In his monograph of Tamarix, Baum (1978) synonymized the pentamerous T. leptopetala Bunge with the tetramerous T. kotschyi, a view accepted by Villar & al. (2015a). The type locality of T. leptopetala from the Lar valley in the Alborz Mountains (in valle Loura in montium Elbrus, 1813, Kotschy 728, GOET!, W!) has been examined in various seasons during our project. The only species found in the area is T. ramosissima. However, the specimen matches well T. arceuthoides and T. mascatensis. The presence of a few pentamerous flowers, as exhibited by the type specimen of T. kotschyi, is very rare in natural populations of this species, unless it hybridizes with its sympatric species T. arceuthoides and T. mascatensis. Whereas the type specimen of T. leptopetala clearly differs from T. humboldtiana by having leaves not subvaginate, flowers without distinct pedicels, and moreover a completely different distribution and ecology. However, a definite answer regarding the conspecifity of T. leptopetala with T. kotschyi can only be given through DNA sequence data from the type.

Habitat and conservation

A small thicket of Tamarix humboldtiana was found along the margin of the Minab river on sandy-gravelly soils (Fig. 1A). This patch grows on the innermost vegetation zone of the very wide river bed. Tamarix mascatensis and T. stricta are the most common species in the area, particularly at some distance from the river margin. In dense stands dominated by these two species T. humboldtiana is rare. The river is a freshwater river with an electric conductivity (EC) of 1644 µs and 0.8 salinity. The habitat of the species is very fragile, because it occurs in the innermost vegetation zone of the riverside subjected to frequent floods (Fig. 1A). The associated species with T. humboldtiana are T. mascatensis, T. stricta, Phragmites australis (Cav.) Steud., Saccharum sp., Juncus sp. and Nerium oleander L. (Table 2).

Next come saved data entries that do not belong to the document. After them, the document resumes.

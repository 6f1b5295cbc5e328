//! Shared test doubles and a fully wired console.

use car_common::io::config::IoConfig;
use car_common::io::registry::IoRegistry;
use car_console::audio::{AudioOutput, Sound};
use car_console::media::{MediaError, MediaSubsystem};
use car_console::{Car, TickAudio, build_car};
use car_hal::{HalCore, SimulatedBoard, SimulationDriver};
use parking_lot::Mutex;
use std::path::PathBuf;
use std::sync::Arc;

// Reference wiring.
pub const TURN_LEFT: u16 = 2;
pub const HORN: u16 = 4;
pub const EMERGENCY: u16 = 17;
pub const EMERGENCY_LIGHT: u16 = 27;
pub const STARTER: u16 = 22;
pub const MUSIC_PLAY: u16 = 9;
pub const MUSIC_FORWARD: u16 = 11;
pub const GEAR_1: u16 = 0;
pub const GEAR_2: u16 = 5;

pub const RELAY: u16 = 14;
pub const TURN_LEFT_LED: u16 = 15;
pub const TURN_RIGHT_LED: u16 = 18;
pub const RUNNABLE_LED: u16 = 23;
pub const RUNNING_LED: u16 = 24;

#[derive(Debug, Default)]
pub struct MediaState {
    pub present: bool,
    pub mount_ok: bool,
    pub running: Vec<u32>,
    pub launches: u32,
    pub written: Vec<String>,
}

/// Media double whose state stays reachable after the car owns it.
#[derive(Clone, Default)]
pub struct FakeMedia(pub Arc<Mutex<MediaState>>);

impl FakeMedia {
    pub fn insert(&self) {
        let mut state = self.0.lock();
        state.present = true;
        state.mount_ok = true;
    }

    pub fn eject(&self) {
        self.0.lock().present = false;
    }
}

impl MediaSubsystem for FakeMedia {
    type Player = u32;

    fn probe(&self) -> bool {
        self.0.lock().present
    }

    fn mount(&mut self) -> bool {
        self.0.lock().mount_ok
    }

    fn unmount(&mut self) -> bool {
        true
    }

    fn media_files(&self) -> Vec<PathBuf> {
        vec![PathBuf::from("media/track.ogg")]
    }

    fn launch(&mut self, _files: &[PathBuf]) -> Result<u32, MediaError> {
        let mut state = self.0.lock();
        state.launches += 1;
        let id = state.launches;
        state.running.push(id);
        Ok(id)
    }

    fn has_exited(&mut self, player: &mut u32) -> bool {
        !self.0.lock().running.contains(player)
    }

    fn write(&mut self, _player: &mut u32, text: &str) -> Result<(), MediaError> {
        self.0.lock().written.push(text.to_string());
        Ok(())
    }

    fn terminate(&mut self, player: u32) {
        self.0.lock().running.retain(|p| *p != player);
    }
}

#[derive(Debug, Default)]
pub struct AudioLog {
    pub played: Vec<Sound>,
    pub loop_changes: Vec<Sound>,
    current: Option<Sound>,
}

/// Audio double recording what the loop dispatched.
#[derive(Clone, Default)]
pub struct RecordingAudio(pub Arc<Mutex<AudioLog>>);

impl AudioOutput for RecordingAudio {
    fn play(&mut self, sound: Sound) {
        self.0.lock().played.push(sound);
    }

    fn set_loop(&mut self, sound: Sound) {
        let mut log = self.0.lock();
        if log.current != Some(sound) {
            log.current = Some(sound);
            log.loop_changes.push(sound);
        }
    }
}

/// The complete console on a simulated board.
pub struct Console {
    pub car: Car,
    pub board: SimulatedBoard,
    pub media: FakeMedia,
    pub audio: RecordingAudio,
}

impl Console {
    pub fn new() -> Self {
        let driver = SimulationDriver::new();
        let board = driver.board();
        let registry = IoRegistry::from_config(&IoConfig::default()).unwrap();
        let mut hal = HalCore::new(registry, Box::new(driver));

        let media = FakeMedia::default();
        let audio = RecordingAudio::default();
        let car = build_car(&mut hal, media.clone(), Box::new(audio.clone()), 50).unwrap();
        Self {
            car,
            board,
            media,
            audio,
        }
    }

    pub fn step(&mut self, now: f64) -> TickAudio {
        self.car.step(now)
    }

    pub fn led(&self, pin: u16) -> bool {
        self.board.output(pin) == Some(true)
    }
}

Most species of Tamarix are locally very common. They are successful plants by both vegetative and generative reproduction. The riparian habitat and the very tiny, pappus-bearing seeds are advantages for effective dispersal. The question is, therefore, if the species is really as rare as the currently available data suggest. There are many rivers in the area that need to be searched for this species. Our propagation experiments showed that production of adventitious roots via propagation is very poor in T. humboldtiana in comparison with many other species, such as the co-occurring T. mascatensis and T. stricta. Several of the propagated branches died off after we transferred them into soil. These results and the restriction of the patches of T. humboldtiana to the fragile zone of the river indicate that the populations are driven by other competitive species. Therefore, we could suggest that natural impacts play a major role in threatening the survival of this species. These impacts are accelerated by the current water abstraction in the area and frequent flooding in the fragile marginal habitat along the rivers. Based on T. humboldtiana being known only from one small site, it meets the criteria B1ab(iii) of the category Critically Endangered (CR) of the IUCN (2012) for assigning threat categories. We strongly recommend further research and implementation of measures to ensure in situ conservation and cultivation activities for ex situ conservation of the species.